何向海并不笨,不会非要卓宁熙把话说得那么白才知道他要说的是什么,这些日子新闻上强烈播送的废弃医院重大凶案他不是不知道,虽然每次看到时他心头都会掠过一阵不安于烦躁,但他从未想过……真的、从未想过……
“你……怎么能确定……那是沛槐……”何向海的声音听起来干哑又颤抖,还带着不敢相信的绝望。
“我本来也没想到是他,毕竟……我想助教你也有从电视上看到,他已经那样面目全非……”卓宁熙顿了顿,看见何向海就像只差最后一根稻草就要被压垮的骆驼,让他有些不忍心说下去,但是……非说不可啊……
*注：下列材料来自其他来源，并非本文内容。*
use reqwest::StatusCode;
use serde::Deserialize;
use serde_json::Value;
use thiserror::Error;

use crate::transport::{HttpResponse, TransportError};

pub type Result<T, E = ReportingError> = std::result::Result<T, E>;

#[derive(Debug, Error)]
pub enum ReportingError {
    /// The query is incomplete or a parameter is invalid. Nothing was sent.
    #[error("invalid report configuration: {0}")]
    Config(String),

    /// The server rejected the request with a 4xx response.
    #[error("Report server error: {message} (code: {code})")]
    Api {
        message: String,
        code: String,
        response: Box<HttpResponse>,
    },

    /// Any other non-success status.
    #[error("report server returned HTTP {status}")]
    Status {
        status: StatusCode,
        response: Box<HttpResponse>,
    },

    #[error(transparent)]
    Transport(#[from] TransportError),

    #[error("failed to decode report response: {0}")]
    Decode(#[from] serde_json::Error),

    /// Decoded JSON does not have the report shape.
    #[error("malformed report response: {0}")]
    Malformed(String),

    #[error("report contains no rows")]
    EmptyReport,

    #[error(transparent)]
    Io(#[from] std::io::Error),

    #[error(transparent)]
    Csv(#[from] csv::Error),
}

impl ReportingError {
    /// The server response that caused this error, if there was one.
    pub fn response(&self) -> Option<&HttpResponse> {
        match self {
            ReportingError::Api { response, .. } | ReportingError::Status { response, .. } => {
                Some(&**response)
            }
            _ => None,
        }
    }

    pub fn status(&self) -> Option<StatusCode> {
        self.response().map(HttpResponse::status)
    }
}

// Some endpoints respond with {"code":...,"message":...},
// others wrap it as {"error": {"code":...,"message":...}}.
#[derive(Debug, Default, Deserialize)]
struct ApiErrorBody {
    #[serde(default)]
    code: Option<Value>,
    #[serde(default)]
    message: Option<String>,
    #[serde(default)]
    error: Option<Box<ApiErrorBody>>,
}

const MESSAGE_FALLBACK: &str = "for error detail see response";
const CODE_FALLBACK: &str = "-";

/// Builds [`ReportingError::Api`] from a 4xx response. The response is kept
/// intact so the caller can still read its body.
pub(crate) fn api_error(response: HttpResponse) -> ReportingError {
    let body = serde_json::from_slice::<ApiErrorBody>(response.body()).unwrap_or_default();
    let detail = match body.error {
        Some(inner) => *inner,
        None => body,
    };

    let message = detail
        .message
        .filter(|m| !m.trim().is_empty())
        .unwrap_or_else(|| MESSAGE_FALLBACK.to_string());
    let code = match detail.code {
        Some(Value::String(s)) if !s.is_empty() => s,
        Some(Value::Number(n)) => n.to_string(),
        _ => CODE_FALLBACK.to_string(),
    };

    ReportingError::Api {
        message,
        code,
        response: Box::new(response),
    }
}

#[cfg(test)]
mod tests {
    use super::*;
    use reqwest::header::{CONTENT_TYPE, HeaderMap, HeaderValue};

    fn response(status: u16, body: &str) -> HttpResponse {
        let mut headers = HeaderMap::new();
        headers.insert(CONTENT_TYPE, HeaderValue::from_static("application/json"));
        HttpResponse::new(StatusCode::from_u16(status).unwrap(), headers, body)
    }

    #[test]
    fn nested_error_body() {
        let body = r#"{"error":{"code":"oauth_invalid","message":"Invalid token"}}"#;
        let err = api_error(response(400, body));
        let text = err.to_string();
        assert!(text.contains("oauth_invalid"), "{}", text);
        assert!(text.contains("Invalid token"), "{}", text);

        let resp = err.response().unwrap();
        assert_eq!(resp.status(), StatusCode::BAD_REQUEST);
        assert_eq!(resp.text(), body);
        // reading twice yields the same bytes
        assert_eq!(resp.body(), body.as_bytes());
        assert_eq!(resp.headers()[CONTENT_TYPE], "application/json");
    }

    #[test]
    fn top_level_error_body_with_numeric_code() {
        let err = api_error(response(403, r#"{"code":403,"message":"Access denied"}"#));
        match err {
            ReportingError::Api { message, code, .. } => {
                assert_eq!(message, "Access denied");
                assert_eq!(code, "403");
            }
            other => panic!("unexpected error: {other:?}"),
        }
    }

    #[test]
    fn unparseable_body_uses_fallbacks() {
        let err = api_error(response(404, "<html>not found</html>"));
        assert_eq!(
            err.to_string(),
            "Report server error: for error detail see response (code: -)"
        );
        assert_eq!(err.status(), Some(StatusCode::NOT_FOUND));
    }
}
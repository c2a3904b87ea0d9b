use reqwest::StatusCode;
use reqwest::blocking::Client as HttpClient;
use reqwest::header::{HeaderMap, HeaderValue, USER_AGENT};
use serde::de::DeserializeOwned;
use std::error::Error as StdError;
use std::fmt;
use std::time::Duration;

/// A GET request for one report page.
#[derive(Debug, Clone)]
pub struct HttpRequest {
    pub url: String,
    pub query: Vec<(String, String)>,
    pub headers: HeaderMap,
}

impl HttpRequest {
    /// Value of a query parameter, if present.
    pub fn query_value(&self, name: &str) -> Option<&str> {
        self.query
            .iter()
            .find(|(k, _)| k == name)
            .map(|(_, v)| v.as_str())
    }
}

/// A fully buffered response. The body can be read any number of times.
#[derive(Debug, Clone)]
pub struct HttpResponse {
    status: StatusCode,
    headers: HeaderMap,
    body: Vec<u8>,
}

impl HttpResponse {
    pub fn new(status: StatusCode, headers: HeaderMap, body: impl Into<Vec<u8>>) -> Self {
        Self {
            status,
            headers,
            body: body.into(),
        }
    }

    pub fn status(&self) -> StatusCode {
        self.status
    }

    pub fn headers(&self) -> &HeaderMap {
        &self.headers
    }

    pub fn body(&self) -> &[u8] {
        &self.body
    }

    /// Body as text; invalid UTF-8 is replaced.
    pub fn text(&self) -> String {
        String::from_utf8_lossy(&self.body).into_owned()
    }

    pub fn json<T: DeserializeOwned>(&self) -> serde_json::Result<T> {
        serde_json::from_slice(&self.body)
    }
}

/// Failure below HTTP: connect, TLS, timeout, body read.
///
/// The underlying error is kept as-is and can be recovered with
/// [`TransportError::downcast_ref`] or [`TransportError::into_inner`].
pub struct TransportError(Box<dyn StdError + Send + Sync>);

impl TransportError {
    pub fn new(err: impl Into<Box<dyn StdError + Send + Sync>>) -> Self {
        Self(err.into())
    }

    pub fn downcast_ref<E: StdError + 'static>(&self) -> Option<&E> {
        self.0.downcast_ref::<E>()
    }

    pub fn into_inner(self) -> Box<dyn StdError + Send + Sync> {
        self.0
    }
}

impl fmt::Debug for TransportError {
    fn fmt(&self, f: &mut fmt::Formatter<'_>) -> fmt::Result {
        fmt::Debug::fmt(&self.0, f)
    }
}

impl fmt::Display for TransportError {
    fn fmt(&self, f: &mut fmt::Formatter<'_>) -> fmt::Result {
        fmt::Display::fmt(&self.0, f)
    }
}

impl StdError for TransportError {
    fn source(&self) -> Option<&(dyn StdError + 'static)> {
        self.0.source()
    }
}

/// Sends report requests. Implementations return every HTTP response,
/// whatever its status; only failures without a response are errors.
pub trait HttpTransport: Send + Sync {
    fn get(&self, request: &HttpRequest) -> Result<HttpResponse, TransportError>;
}

/// Blocking `reqwest` transport.
#[derive(Debug, Clone)]
pub struct ReqwestTransport {
    http: HttpClient,
}

impl ReqwestTransport {
    pub fn new(verify: bool) -> Result<Self, TransportError> {
        Self::with_timeout(verify, Duration::from_secs(60))
    }

    pub fn with_timeout(verify: bool, timeout: Duration) -> Result<Self, TransportError> {
        let mut default_headers = HeaderMap::new();
        default_headers.insert(
            USER_AGENT,
            HeaderValue::from_str(&format!("metrika-reporting-ga/{}", env!("CARGO_PKG_VERSION")))
                .unwrap_or(HeaderValue::from_static("metrika-reporting-ga")),
        );

        let mut builder = HttpClient::builder()
            .default_headers(default_headers)
            .timeout(timeout);

        if !verify {
            builder = builder.danger_accept_invalid_certs(true);
        }

        let http = builder.build().map_err(TransportError::new)?;
        Ok(Self { http })
    }
}

impl HttpTransport for ReqwestTransport {
    fn get(&self, request: &HttpRequest) -> Result<HttpResponse, TransportError> {
        let resp = self
            .http
            .get(&request.url)
            .query(&request.query)
            .headers(request.headers.clone())
            .send()
            .map_err(TransportError::new)?;

        let status = resp.status();
        let headers = resp.headers().clone();
        let body = resp.bytes().map_err(TransportError::new)?;

        Ok(HttpResponse::new(status, headers, body.to_vec()))
    }
}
“夜游那天,我们曾经先去那医院附近不远处的小土地公庙,我曾经在那间庙中看到案桌上摆着一枚跟助教你那三色金竹节一模一样的戒指,但我没放在心上,直到昨天我跟陆警官……就是负责此案的警察队长询问一些事情时,才突然想到,还特地跑了趟土地公庙……找到那戒指,里面……有刻上阿展名字的缩写。”话说完,卓宁熙就看见何向海几乎站不稳的摇晃了一下身子,然后用手撑在墙上。
“……那……那枚戒指呢?”何向海艰困的吐出这几个字,听得出来他是耗费多大的意志力才能问出口。
“陆警官拿去请监识组验看看有没有凶手留下什么,如果没留下……之后如果抓到犯人后或许可以当成……遗物退还。”最后几个字说完,卓宁熙也有些不忍的闭了闭眼。
“或许……或许那是沛槐……不小心遗落的……或许他……”没事两个字何向海怎么也说不出口,眼角泛泪,心里也早有预感这几率微乎其微。